THE PROBLEM:
Find the lines below that include the word "repository" and state how many there are, adding nothing.

Data entries
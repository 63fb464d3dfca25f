//! # pps_daq
//!
//! pps_daq is the timing data acquisition of the PPS detectors, written in Rust. It reads
//! CAEN V1x90 time-to-digital converters (TDCs) sitting in a VME crate, writes their raw
//! words to flat binary files rotated by trigger burst, and broadcasts the run status to
//! remote listeners over a small socket protocol.
//!
//! ## Installation
//!
//! The only method of install is from source. If you have not used Rust before, you will
//! most likely need to install the Rust tool chain. See the
//! [Rust docs](https://www.rust-lang.org/tools/install) for installation instructions.
//!
//! To build and install the CLI use `cargo install --path ./pps_daq_cli` from the top level
//! pps_daq repository. The `pps_daq_cli` binary will be installed to your cargo install
//! location (typically something like `~/.cargo/bin/`).
//!
//! ## Configuration
//!
//! A template configuration can be generated with `pps_daq_cli new -p config.yml`. The
//! YAML format of a configuration file is as follows:
//!
//! ```yml
//! output_path: /data/pps
//! transfer_path: null
//! delete_transferred: false
//! run_id: null
//! board_addresses:
//! - 11141120
//! acquisition_mode: 1
//! detection_mode: 3
//! global_mode: TriggerStart
//! triggers_per_file: 1000
//! readouts_per_poll: 5000
//! coordinator_port: 1987
//! fanout_registers:
//!   control: 4120
//!   scaler_counter: 4132
//!   tdc_lines: 4116
//!   scaler_enable_bit: 4
//!   scaler_reset_bit: 5
//!   reset_line: 2
//!   clear_line: 1
//! simulation:
//!   trigger_period_us: 1000
//!   hit_channels: [0, 1, 2, 3]
//!   trigger_limit: null
//! ```
//!
//! - `run_id`: if null, the run following the last one found in `output_path` is used.
//! - `acquisition_mode`: 0 for continuous storage, 1 for trigger matching.
//! - `detection_mode`: 0 pair, 1 trailing only, 2 leading only, 3 leading and trailing.
//! - `global_mode`: `TriggerStart` reads the trigger counter on every readout and writes a
//! trigger marker in every file each time it moves; `Continuous` only samples it when
//! polling.
//! - `triggers_per_file`: the files are rotated once a burst counted that many triggers.
//! - `readouts_per_poll`: number of readouts between two monitoring/rotation checks.
//! - `coordinator_port`: listeners can connect on this port to follow the run; null runs
//! without listeners.
//!
//! ## Output
//!
//! Each burst produces one file per board, named
//! `events_<run>_<spill>_<unix start time>_board<board>.dat`. The format is as follows:
//!
//! ```text
//! offset 0:  header, 5 little-endian u32: magic "PPS0", run id, spill id,
//!            acquisition mode, detection mode
//! offset 20: little-endian u32 TDC words, in readout order
//! ```
//!
//! The synthetic word `0xf8000000` marks a trigger counter change. Files of a run can be
//! read back as a single stream with [`burst_stack::BurstStack`], and grouped into per
//! channel measurements with [`assembler::MeasurementAssembler`].
pub mod abort;
pub mod acquisition;
pub mod assembler;
pub mod burst;
pub mod burst_stack;
pub mod config;
pub mod constants;
pub mod coordinator;
pub mod error;
pub mod file_copier;
pub mod file_header;
pub mod hardware;
pub mod listener;
pub mod message;
pub mod poller;
pub mod simulation;
pub mod status;
pub mod tdc_event;
pub mod tdc_file;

REPLY TO THE TASK:
2